I'm parsing HTTP headers. I want to split the header values into arrays where it makes sense.
For example, Cache-Control: no-cache, no-store
should return ['no-cache','no-store']
.
HTTP RFC2616 says:
Multiple message-header fields with the same field-name MAY be present in a message if and only if the entire field-value for that header field is defined as a comma-separated list [i.e., #(values)]. It MUST be possible to combine the multiple header fields into one "field-name: field-value" pair, without changing the semantics of the message, by appending each subsequent field-value to the first, each separated by a comma. The order in which header fields with the same field-name are received is therefore significant to the interpretation of the combined field value, and thus a proxy MUST NOT change the order of these field values when a message is forwarded
But I'm not sure if the reverse is true -- is it safe to split on comma?

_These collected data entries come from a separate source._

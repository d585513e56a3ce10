//! Precedence merge of curated and discovered gallery records.
//!
//! The curated list in `config.toml` is the authority: when a discovered file
//! has a curated entry, the curated entry is kept exactly as written and the
//! discovered one is dropped. Discovered data never fills in missing curated
//! fields.
//!
//! ```text
//! curated:    [/a.png "A"]
//! discovered: [/a.png, /b.png]
//! merged:     [/a.png "A", /b.png]
//! ```
//!
//! Order is insertion order: curated entries first, in the order declared,
//! then genuinely new discovered entries in discovery order.

use crate::types::ContentRecord;
use std::collections::HashMap;

/// Insertion-ordered map of records keyed by `file`.
#[derive(Debug, Default)]
struct RecordMap {
    records: Vec<ContentRecord>,
    index: HashMap<String, usize>,
}

impl RecordMap {
    /// Insert or overwrite. An overwritten key keeps its original position.
    fn insert(&mut self, record: ContentRecord) {
        match self.index.get(&record.file) {
            Some(&pos) => self.records[pos] = record,
            None => {
                self.index.insert(record.file.clone(), self.records.len());
                self.records.push(record);
            }
        }
    }

    /// Insert only if the key is not present yet.
    fn insert_if_absent(&mut self, record: ContentRecord) {
        if !self.index.contains_key(&record.file) {
            self.insert(record);
        }
    }

    fn into_vec(self) -> Vec<ContentRecord> {
        self.records
    }
}

/// Merge `curated` with `discovered`, curated entries taking precedence.
///
/// Duplicate keys inside `curated` resolve last-write-wins: the later entry
/// replaces the earlier one at the earlier entry's position.
pub fn merge_records<C, D>(curated: C, discovered: D) -> Vec<ContentRecord>
where
    C: IntoIterator<Item = ContentRecord>,
    D: IntoIterator<Item = ContentRecord>,
{
    let mut map = RecordMap::default();
    for record in curated {
        map.insert(record);
    }
    for record in discovered {
        map.insert_if_absent(record);
    }
    map.into_vec()
}

#[cfg(test)]
mod tests {
    use super::*;
    use crate::test_helpers::*;

    #[test]
    fn curated_wins_and_new_records_append() {
        let merged = merge_records(
            vec![curated("/a.png", "A")],
            vec![ContentRecord::bare("/a.png"), ContentRecord::bare("/b.png")],
        );

        assert_eq!(
            merged,
            vec![curated("/a.png", "A"), ContentRecord::bare("/b.png")]
        );
    }

    #[test]
    fn curated_record_never_blended() {
        let full = ContentRecord {
            file: "/c.png".into(),
            title: Some("Cloud".into()),
            issuer: None,
            date: None,
        };
        let other = ContentRecord {
            file: "/c.png".into(),
            title: None,
            issuer: Some("Somebody".into()),
            date: Some("2024-01-01".into()),
        };

        let merged = merge_records(vec![full.clone()], vec![other]);
        assert_eq!(merged, vec![full]);
    }

    #[test]
    fn curated_order_preserved_then_discovery_order() {
        let merged = merge_records(
            vec![curated("/z.png", "Z"), curated("/m.png", "M")],
            vec![
                ContentRecord::bare("/b.png"),
                ContentRecord::bare("/m.png"),
                ContentRecord::bare("/a.png"),
            ],
        );

        assert_eq!(
            record_files(&merged),
            vec!["/z.png", "/m.png", "/b.png", "/a.png"]
        );
    }

    #[test]
    fn no_duplicate_keys_and_bounded_size() {
        let curated_list = vec![curated("/a.png", "A"), curated("/b.png", "B")];
        let discovered = vec![
            ContentRecord::bare("/b.png"),
            ContentRecord::bare("/c.png"),
            ContentRecord::bare("/c.png"),
        ];

        let merged = merge_records(curated_list.clone(), discovered.clone());
        let mut files = record_files(&merged);
        let before = files.len();
        files.sort();
        files.dedup();

        assert_eq!(files.len(), before);
        assert!(merged.len() <= curated_list.len() + discovered.len());
        assert_eq!(merged.len(), 3);
    }

    #[test]
    fn curated_duplicates_last_write_wins_in_first_position() {
        let merged = merge_records(
            vec![
                curated("/a.png", "First"),
                curated("/b.png", "B"),
                curated("/a.png", "Second"),
            ],
            Vec::new(),
        );

        assert_eq!(
            merged,
            vec![curated("/a.png", "Second"), curated("/b.png", "B")]
        );
    }

    #[test]
    fn empty_inputs() {
        assert!(merge_records(Vec::new(), Vec::new()).is_empty());

        let only_discovered = merge_records(Vec::new(), vec![ContentRecord::bare("/x.png")]);
        assert_eq!(only_discovered, vec![ContentRecord::bare("/x.png")]);
    }
}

I've already found one example where this causes problems. My User-Agent string, for example, is
Mozilla/5.0 (X11; Linux x86_64) AppleWebKit/537.36 (KHTML, like Gecko) Chrome/41.0.2272.101 Safari/537.36
i.e., it contains a comma after "KHTML". Obviously I don't have more than one user agent, so it doesn't make sense to split this header.

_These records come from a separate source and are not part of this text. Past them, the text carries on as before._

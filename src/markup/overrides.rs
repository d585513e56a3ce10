//! Per-kind rendering rules.
//!
//! Each [`NodeKind`] with a dedicated rule gets the site's typography classes;
//! every other kind goes through the default rule, which emits the element's
//! natural HTML. Rules only read their input.
//!
//! | Kind | Output |
//! |------|--------|
//! | Heading 1–3 | `h1`–`h3` with size/spacing classes |
//! | Paragraph, list item | muted text, relaxed leading |
//! | Lists | `ul` disc / `ol` decimal, indented |
//! | Blockquote | left border, italic |
//! | Image | fixed intrinsic size, rounded |
//! | Inline code | pill styling, unless it belongs to a highlighted block |
//! | Code block | `pre` + copy button |

use super::RenderedNode;
use super::highlight::HighlightedCode;
use super::node::{Node, NodeKind};
use maud::{Markup, PreEscaped, Render, html};

/// What a rule gets to work with.
#[derive(Debug)]
pub enum RuleInput<'a> {
    /// Rendered children of a container node
    Children(Vec<RenderedNode>),
    /// Raw text of a leaf node
    Text(&'a str),
    /// Highlighted contents of a code block
    Code(HighlightedCode),
    /// Leaf without text (images, void elements)
    Empty,
}

/// Class marking a code element as the body of a highlighted block.
const LANGUAGE_CLASS_PREFIX: &str = "language-";

/// The fixed override table.
#[derive(Debug, Clone)]
pub struct NodeOverrides {
    pub image_width: u32,
    pub image_height: u32,
}

impl Default for NodeOverrides {
    fn default() -> Self {
        Self {
            image_width: 800,
            image_height: 400,
        }
    }
}

impl NodeOverrides {
    /// Whether `kind` has a dedicated rule (as opposed to the default rule).
    pub fn overrides(kind: NodeKind) -> bool {
        !matches!(kind, NodeKind::Text | NodeKind::Generic)
    }

    /// Render `node` from its prepared input.
    pub fn render(&self, node: &Node, input: RuleInput<'_>) -> RenderedNode {
        let kind = node.kind();
        let markup = match (node, input) {
            (Node::Heading { level, .. }, RuleInput::Children(children)) => {
                heading(*level, &children)
            }
            (Node::Paragraph(_), RuleInput::Children(children)) => html! {
                p class="text-muted-foreground mb-4 leading-7" { @for c in &children { (c) } }
            },
            (Node::List { start: None, .. }, RuleInput::Children(children)) => html! {
                ul class="mb-4 ml-6 list-disc space-y-2" { @for c in &children { (c) } }
            },
            (Node::List { start: Some(start), .. }, RuleInput::Children(children)) => {
                let start = (*start != 1).then_some(*start);
                html! {
                    ol class="mb-4 ml-6 list-decimal space-y-2" start=[start] {
                        @for c in &children { (c) }
                    }
                }
            }
            (Node::ListItem(_), RuleInput::Children(children)) => html! {
                li class="text-muted-foreground leading-7" { @for c in &children { (c) } }
            },
            (Node::Blockquote(_), RuleInput::Children(children)) => html! {
                blockquote class="border-primary text-muted-foreground mb-4 border-l-4 pl-4 italic" {
                    @for c in &children { (c) }
                }
            },
            (Node::Image { src, alt, title }, _) => html! {
                img src=(src) alt=(alt) title=[title.as_deref()]
                    width=(self.image_width) height=(self.image_height) class="rounded-lg";
            },
            (Node::InlineCode(_), RuleInput::Text(text)) => code_element(None, html! { (text) }),
            (Node::CodeBlock { .. }, RuleInput::Code(code)) => code_block(&code),
            (node, input) => default_rule(node, input),
        };
        RenderedNode::new(kind, markup)
    }
}

fn heading(level: u8, children: &[RenderedNode]) -> Markup {
    match level {
        1 => html! { h1 class="mb-6 text-4xl font-bold" { @for c in children { (c) } } },
        2 => html! { h2 class="mt-8 mb-4 text-3xl font-semibold" { @for c in children { (c) } } },
        _ => html! { h3 class="mt-6 mb-3 text-2xl font-medium" { @for c in children { (c) } } },
    }
}

/// A `code` element. Spans marked with a `language-*` class are the body of
/// a highlighted block and keep only that class; anything else gets the
/// inline pill styling.
pub fn code_element(class: Option<&str>, body: Markup) -> Markup {
    match class {
        Some(class) if class.contains(LANGUAGE_CLASS_PREFIX) => html! {
            code class=(class) { (body) }
        },
        _ => html! {
            code class="rounded px-2 py-1 font-mono text-sm" { (body) }
        },
    }
}

fn code_block(code: &HighlightedCode) -> Markup {
    let class = code
        .language
        .as_deref()
        .map(|lang| format!("{LANGUAGE_CLASS_PREFIX}{lang}"));
    html! {
        div class="group relative mb-4" {
            pre class="bg-muted/30 overflow-x-auto rounded-lg border p-4 text-sm [&>code]:bg-transparent [&>code]:p-0" {
                (code_element(class.as_deref(), code.markup()))
            }
            button class="code-copy-button" type="button" aria-label="Copy code" data-code=(code.copy_text) {
                "Copy"
            }
        }
    }
}

const VOID_ELEMENTS: &[&str] = &["br", "hr", "img", "input"];

/// Natural HTML for any node, used for kinds without a dedicated rule.
fn default_rule(node: &Node, input: RuleInput<'_>) -> Markup {
    let inner = match input {
        RuleInput::Children(children) => html! { @for c in &children { (c) } },
        RuleInput::Text(text) => html! { (text) },
        RuleInput::Code(code) => code.markup(),
        RuleInput::Empty => PreEscaped(String::new()),
    };

    match node {
        Node::Text(_) => inner,
        Node::Html(raw) => PreEscaped(raw.clone()),
        Node::Element { tag, attrs, .. } => raw_element(tag, attrs, &inner),
        Node::Heading { level, .. } => match level {
            1 => html! { h1 { (inner) } },
            2 => html! { h2 { (inner) } },
            _ => html! { h3 { (inner) } },
        },
        Node::Paragraph(_) => html! { p { (inner) } },
        Node::List { start: None, .. } => html! { ul { (inner) } },
        Node::List { start: Some(start), .. } => html! { ol start=(start) { (inner) } },
        Node::ListItem(_) => html! { li { (inner) } },
        Node::Blockquote(_) => html! { blockquote { (inner) } },
        Node::Image { src, alt, title } => html! {
            img src=(src) alt=(alt) title=[title.as_deref()];
        },
        Node::InlineCode(_) => html! { code { (inner) } },
        Node::CodeBlock { language, .. } => html! {
            pre { code class=[language.as_deref().map(|l| format!("{LANGUAGE_CLASS_PREFIX}{l}"))] { (inner) } }
        },
    }
}

/// Element with a tag only known at runtime. Tags come from the closed set
/// the tree builder emits; attribute values are escaped.
fn raw_element(tag: &str, attrs: &[(&'static str, String)], inner: &Markup) -> Markup {
    let mut out = String::new();
    out.push('<');
    out.push_str(tag);
    for (name, value) in attrs {
        out.push(' ');
        out.push_str(name);
        if !value.is_empty() {
            out.push_str("=\"");
            value.as_str().render_to(&mut out);
            out.push('"');
        }
    }
    out.push('>');
    if !VOID_ELEMENTS.contains(&tag) {
        out.push_str(&inner.0);
        out.push_str("</");
        out.push_str(tag);
        out.push('>');
    }
    PreEscaped(out)
}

Is User-Agent string the only exception, or are there more?
No, it is not safe to split headers based on commas. As an example, Accept: foo/bar;p="A,B,C", bob/dole;x="apples,oranges"
is a valid header but if you try to split on the comma with the intention of getting a list of mime-types, you'd get invalid results.
The correct answer is that each header is specified using ABNF, most of them in various RFCs, e.g. Accept:
is defined in RFC7231 Section 5.3.2.
I had this specific problem and wrote a parser and tested it on edge cases. Not only is parsing the header non-trivial, interpreting it and giving the correct result is also non-trivial.
Some headers are more complex than others, but essentially each header has it's own grammar which should be respected for correct (and secure) processing.